* **Assignment**:
Transcribe the entries, keeping every character the same.

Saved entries
----

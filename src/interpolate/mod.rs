//! Feed and speed resolution from bracketing rows

use crate::error::Unresolved;
use crate::reference::ReferenceRow;
use tracing::debug;

/// Chip load and surface speed for a setup
#[derive(Debug, Clone, Copy, PartialEq)]
pub struct FeedSpeed {
    pub feed: f64,  // inches per tooth
    pub speed: f64, // surface feet per minute
}

/// Resolve feed and speed at `tool_diameter` from the filtered rows.
///
/// Two rows are interpolated against cutter diameter, clamping outside the pair.
/// A pair sharing one diameter is interpolated against depth of cut instead, and a
/// pair that differs in neither is ambiguous. One row is used as is. Anything else
/// is unresolved.
pub fn resolve(
    rows: &[&ReferenceRow],
    tool_diameter: f64,
    depth_of_cut: f64,
) -> Result<FeedSpeed, Unresolved> {
    match rows {
        [] => Err(Unresolved::NoMatch),
        [row] => Ok(FeedSpeed {
            feed: row.feed,
            speed: row.speed,
        }),
        [a, b] => {
            let result = interpolate_pair(a, b, tool_diameter, depth_of_cut)?;
            debug!(tool_diameter, depth_of_cut, feed = result.feed, speed = result.speed, "interpolated");
            Ok(result)
        }
        _ => Err(Unresolved::Ambiguous { rows: rows.len() }),
    }
}

fn interpolate_pair(
    a: &ReferenceRow,
    b: &ReferenceRow,
    diameter: f64,
    depth: f64,
) -> Result<FeedSpeed, Unresolved> {
    interpolate_along(a, b, |row| row.cutter_diameter, diameter)
        .or_else(|| interpolate_along(a, b, |row| row.depth_of_cut, depth))
        .ok_or(Unresolved::Ambiguous { rows: 2 })
}

/// Interpolate the pair along one numeric column, `None` unless both rows
/// carry distinct values there
fn interpolate_along(
    a: &ReferenceRow,
    b: &ReferenceRow,
    key: impl Fn(&ReferenceRow) -> Option<f64>,
    x: f64,
) -> Option<FeedSpeed> {
    let (ka, kb) = (key(a)?, key(b)?);
    if ka == kb {
        return None;
    }
    let ((x0, lo), (x1, hi)) = if ka < kb { ((ka, a), (kb, b)) } else { ((kb, b), (ka, a)) };

    Some(FeedSpeed {
        feed: round4(lerp_clamped(x0, lo.feed, x1, hi.feed, x)),
        speed: round4(lerp_clamped(x0, lo.speed, x1, hi.speed, x)),
    })
}

fn lerp_clamped(x0: f64, y0: f64, x1: f64, y1: f64, x: f64) -> f64 {
    if x <= x0 {
        y0
    } else if x >= x1 {
        y1
    } else {
        y0 + (y1 - y0) * (x - x0) / (x1 - x0)
    }
}

pub(crate) fn round4(x: f64) -> f64 {
    (x * 1e4).round() / 1e4
}

#[cfg(test)]
mod tests {
    use super::*;
    use pretty_assertions::assert_eq;

    fn row(diameter: f64, feed: f64, speed: f64) -> ReferenceRow {
        at_depth(0.25, diameter, feed, speed)
    }

    fn at_depth(depth: f64, diameter: f64, feed: f64, speed: f64) -> ReferenceRow {
        ReferenceRow {
            family: "Plywood".to_string(),
            species: None,
            tool_material: "HSS".to_string(),
            operation: "End Milling".to_string(),
            depth_of_cut: Some(depth),
            cutter_diameter: Some(diameter),
            feed,
            speed,
        }
    }

    #[test]
    fn test_exact_at_endpoints_and_midpoint() {
        let a = row(2.0, 1.0, 100.0);
        let b = row(4.0, 3.0, 300.0);
        let rows = [&a, &b];

        assert_eq!(resolve(&rows, 2.0, 0.25), Ok(FeedSpeed { feed: 1.0, speed: 100.0 }));
        assert_eq!(resolve(&rows, 4.0, 0.25), Ok(FeedSpeed { feed: 3.0, speed: 300.0 }));
        assert_eq!(resolve(&rows, 3.0, 0.25), Ok(FeedSpeed { feed: 2.0, speed: 200.0 }));
    }

    #[test]
    fn test_row_order_does_not_matter() {
        let a = row(2.0, 1.0, 100.0);
        let b = row(4.0, 3.0, 300.0);
        assert_eq!(resolve(&[&b, &a], 2.5, 0.25), resolve(&[&a, &b], 2.5, 0.25));
    }

    #[test]
    fn test_clamps_outside_bracket() {
        let a = row(2.0, 1.0, 100.0);
        let b = row(4.0, 3.0, 300.0);
        let rows = [&a, &b];
        assert_eq!(resolve(&rows, 1.0, 0.25), Ok(FeedSpeed { feed: 1.0, speed: 100.0 }));
        assert_eq!(resolve(&rows, 9.0, 0.25), Ok(FeedSpeed { feed: 3.0, speed: 300.0 }));
    }

    #[test]
    fn test_rounds_to_four_digits() {
        let a = row(0.125, 0.003, 500.0);
        let b = row(0.25, 0.005, 600.0);
        let fs = resolve(&[&a, &b], 0.157, 0.25).unwrap();
        assert_eq!(fs.feed, 0.0035);
        assert_eq!(fs.speed, 525.6);
    }

    #[test]
    fn test_single_row_used_directly() {
        let a = row(0.25, 0.00512345, 612.34567);
        assert_eq!(
            resolve(&[&a], 3.0, 0.25),
            Ok(FeedSpeed { feed: 0.00512345, speed: 612.34567 })
        );
    }

    #[test]
    fn test_same_diameter_interpolates_depth() {
        let shallow = at_depth(0.125, 0.25, 0.006, 650.0);
        let deep = at_depth(0.5, 0.25, 0.004, 500.0);
        let rows = [&deep, &shallow];

        assert_eq!(resolve(&rows, 0.25, 0.125), Ok(FeedSpeed { feed: 0.006, speed: 650.0 }));
        assert_eq!(resolve(&rows, 0.25, 0.5), Ok(FeedSpeed { feed: 0.004, speed: 500.0 }));
        // 0.25 sits a third of the way from 0.125 to 0.5
        assert_eq!(
            resolve(&rows, 0.25, 0.25),
            Ok(FeedSpeed { feed: 0.0053, speed: 600.0 })
        );
        assert_eq!(resolve(&rows, 0.25, 1.0), Ok(FeedSpeed { feed: 0.004, speed: 500.0 }));
    }

    #[test]
    fn test_duplicate_setup_is_ambiguous() {
        // Same depth and diameter, e.g. two operations left in by an unset filter
        let mut end_milling = row(0.25, 0.005, 600.0);
        end_milling.operation = "End Milling".to_string();
        let mut slotting = row(0.25, 0.002, 300.0);
        slotting.operation = "Slotting".to_string();

        assert_eq!(
            resolve(&[&end_milling, &slotting], 0.25, 0.25),
            Err(Unresolved::Ambiguous { rows: 2 })
        );
    }

    #[test]
    fn test_blank_depth_without_distinct_diameter_is_ambiguous() {
        let mut a = row(0.25, 0.005, 600.0);
        a.depth_of_cut = None;
        let b = row(0.25, 0.004, 500.0);
        assert_eq!(resolve(&[&a, &b], 0.25, 0.25), Err(Unresolved::Ambiguous { rows: 2 }));
    }

    #[test]
    fn test_unresolved() {
        assert_eq!(resolve(&[], 0.25, 0.25), Err(Unresolved::NoMatch));

        let a = row(0.25, 0.005, 600.0);
        assert_eq!(
            resolve(&[&a, &a, &a], 0.25, 0.25),
            Err(Unresolved::Ambiguous { rows: 3 })
        );
    }
}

----

* **Task response**:
filename src/interpolate/mod.rs
//! Feed and speed resolution from bracketing rows

use crate::error::Unresolved;
use crate::reference::ReferenceRow;
use tracing::debug;

/// Chip load and surface speed for a setup
#[derive(Debug, Clone, Copy, PartialEq)]
pub struct FeedSpeed {
    pub feed: f64,  // inches per tooth
    pub speed: f64, // surface feet per minute
}

/// Resolve feed and speed at `tool_diameter` from the filtered rows.
///
/// Two rows are interpolated against cutter diameter, clamping outside the pair.
/// A pair sharing one diameter is interpolated against depth of cut instead, and a
/// pair that differs in neither is ambiguous. One row is used as is. Anything else
/// is unresolved.
pub fn resolve(
    rows: &[&ReferenceRow],
    tool_diameter: f64,
    depth_of_cut: f64,
) -> Result<FeedSpeed, Unresolved> {
    match rows {
        [] => Err(Unresolved::NoMatch),
        [row] => Ok(FeedSpeed {
            feed: row.feed,
            speed: row.speed,
        }),
        [a, b] => {
            let result = interpolate_pair(a, b, tool_diameter, depth_of_cut)?;
            debug!(tool_diameter, depth_of_cut, feed = result.feed, speed = result.speed, "interpolated");
            Ok(result)
        }
        _ => Err(Unresolved::Ambiguous { rows: rows.len() }),
    }
}

fn interpolate_pair(
    a: &ReferenceRow,
    b: &ReferenceRow,
    diameter: f64,
    depth: f64,
) -> Result<FeedSpeed, Unresolved> {
    interpolate_along(a, b, |row| row.cutter_diameter, diameter)
        .or_else(|| interpolate_along(a, b, |row| row.depth_of_cut, depth))
        .ok_or(Unresolved::Ambiguous { rows: 2 })
}

/// Interpolate the pair along one numeric column, `None` unless both rows
/// carry distinct values there
fn interpolate_along(
    a: &ReferenceRow,
    b: &ReferenceRow,
    key: impl Fn(&ReferenceRow) -> Option<f64>,
    x: f64,
) -> Option<FeedSpeed> {
    let (ka, kb) = (key(a)?, key(b)?);
    if ka == kb {
        return None;
    }
    let ((x0, lo), (x1, hi)) = if ka < kb { ((ka, a), (kb, b)) } else { ((kb, b), (ka, a)) };

    Some(FeedSpeed {
        feed: round4(lerp_clamped(x0, lo.feed, x1, hi.feed, x)),
        speed: round4(lerp_clamped(x0, lo.speed, x1, hi.speed, x)),
    })
}

fn lerp_clamped(x0: f64, y0: f64, x1: f64, y1: f64, x: f64) -> f64 {
    if x <= x0 {
        y0
    } else if x >= x1 {
        y1
    } else {
        y0 + (y1 - y0) * (x - x0) / (x1 - x0)
    }
}

pub(crate) fn round4(x: f64) -> f64 {
    (x * 1e4).round() / 1e4
}

#[cfg(test)]
mod tests {
    use super::*;
    use pretty_assertions::assert_eq;

    fn row(diameter: f64, feed: f64, speed: f64) -> ReferenceRow {
        at_depth(0.25, diameter, feed, speed)
    }

    fn at_depth(depth: f64, diameter: f64, feed: f64, speed: f64) -> ReferenceRow {
        ReferenceRow {
            family: "Plywood".to_string(),
            species: None,
            tool_material: "HSS".to_string(),
            operation: "End Milling".to_string(),
            depth_of_cut: Some(depth),
            cutter_diameter: Some(diameter),
            feed,
            speed,
        }
    }

    #[test]
    fn test_exact_at_endpoints_and_midpoint() {
        let a = row(2.0, 1.0, 100.0);
        let b = row(4.0, 3.0, 300.0);
        let rows = [&a, &b];

        assert_eq!(resolve(&rows, 2.0, 0.25), Ok(FeedSpeed { feed: 1.0, speed: 100.0 }));
        assert_eq!(resolve(&rows, 4.0, 0.25), Ok(FeedSpeed { feed: 3.0, speed: 300.0 }));
        assert_eq!(resolve(&rows, 3.0, 0.25), Ok(FeedSpeed { feed: 2.0, speed: 200.0 }));
    }

    #[test]
    fn test_row_order_does_not_matter() {
        let a = row(2.0, 1.0, 100.0);
        let b = row(4.0, 3.0, 300.0);
        assert_eq!(resolve(&[&b, &a], 2.5, 0.25), resolve(&[&a, &b], 2.5, 0.25));
    }

    #[test]
    fn test_clamps_outside_bracket() {
        let a = row(2.0, 1.0, 100.0);
        let b = row(4.0, 3.0, 300.0);
        let rows = [&a, &b];
        assert_eq!(resolve(&rows, 1.0, 0.25), Ok(FeedSpeed { feed: 1.0, speed: 100.0 }));
        assert_eq!(resolve(&rows, 9.0, 0.25), Ok(FeedSpeed { feed: 3.0, speed: 300.0 }));
    }

    #[test]
    fn test_rounds_to_four_digits() {
        let a = row(0.125, 0.003, 500.0);
        let b = row(0.25, 0.005, 600.0);
        let fs = resolve(&[&a, &b], 0.157, 0.25).unwrap();
        assert_eq!(fs.feed, 0.0035);
        assert_eq!(fs.speed, 525.6);
    }

    #[test]
    fn test_single_row_used_directly() {
        let a = row(0.25, 0.00512345, 612.34567);
        assert_eq!(
            resolve(&[&a], 3.0, 0.25),
            Ok(FeedSpeed { feed: 0.00512345, speed: 612.34567 })
        );
    }

    #[test]
    fn test_same_diameter_interpolates_depth() {
        let shallow = at_depth(0.125, 0.25, 0.006, 650.0);
        let deep = at_depth(0.5, 0.25, 0.004, 500.0);
        let rows = [&deep, &shallow];

        assert_eq!(resolve(&rows, 0.25, 0.125), Ok(FeedSpeed { feed: 0.006, speed: 650.0 }));
        assert_eq!(resolve(&rows, 0.25, 0.5), Ok(FeedSpeed { feed: 0.004, speed: 500.0 }));
        // 0.25 sits a third of the way from 0.125 to 0.5
        assert_eq!(
            resolve(&rows, 0.25, 0.25),
            Ok(FeedSpeed { feed: 0.0053, speed: 600.0 })
        );
        assert_eq!(resolve(&rows, 0.25, 1.0), Ok(FeedSpeed { feed: 0.004, speed: 500.0 }));
    }

    #[test]
    fn test_duplicate_setup_is_ambiguous() {
        // Same depth and diameter, e.g. two operations left in by an unset filter
        let mut end_milling = row(0.25, 0.005, 600.0);
        end_milling.operation = "End Milling".to_string();
        let mut slotting = row(0.25, 0.002, 300.0);
        slotting.operation = "Slotting".to_string();

        assert_eq!(
            resolve(&[&end_milling, &slotting], 0.25, 0.25),
            Err(Unresolved::Ambiguous { rows: 2 })
        );
    }

    #[test]
    fn test_blank_depth_without_distinct_diameter_is_ambiguous() {
        let mut a = row(0.25, 0.005, 600.0);
        a.depth_of_cut = None;
        let b = row(0.25, 0.004, 500.0);
        assert_eq!(resolve(&[&a, &b], 0.25, 0.25), Err(Unresolved::Ambiguous { rows: 2 }));
    }

    #[test]
    fn test_unresolved() {
        assert_eq!(resolve(&[], 0.25, 0.25), Err(Unresolved::NoMatch));

        let a = row(0.25, 0.005, 600.0);
        assert_eq!(
            resolve(&[&a, &a, &a], 0.25, 0.25),
            Err(Unresolved::Ambiguous { rows: 3 })
        );
    }
}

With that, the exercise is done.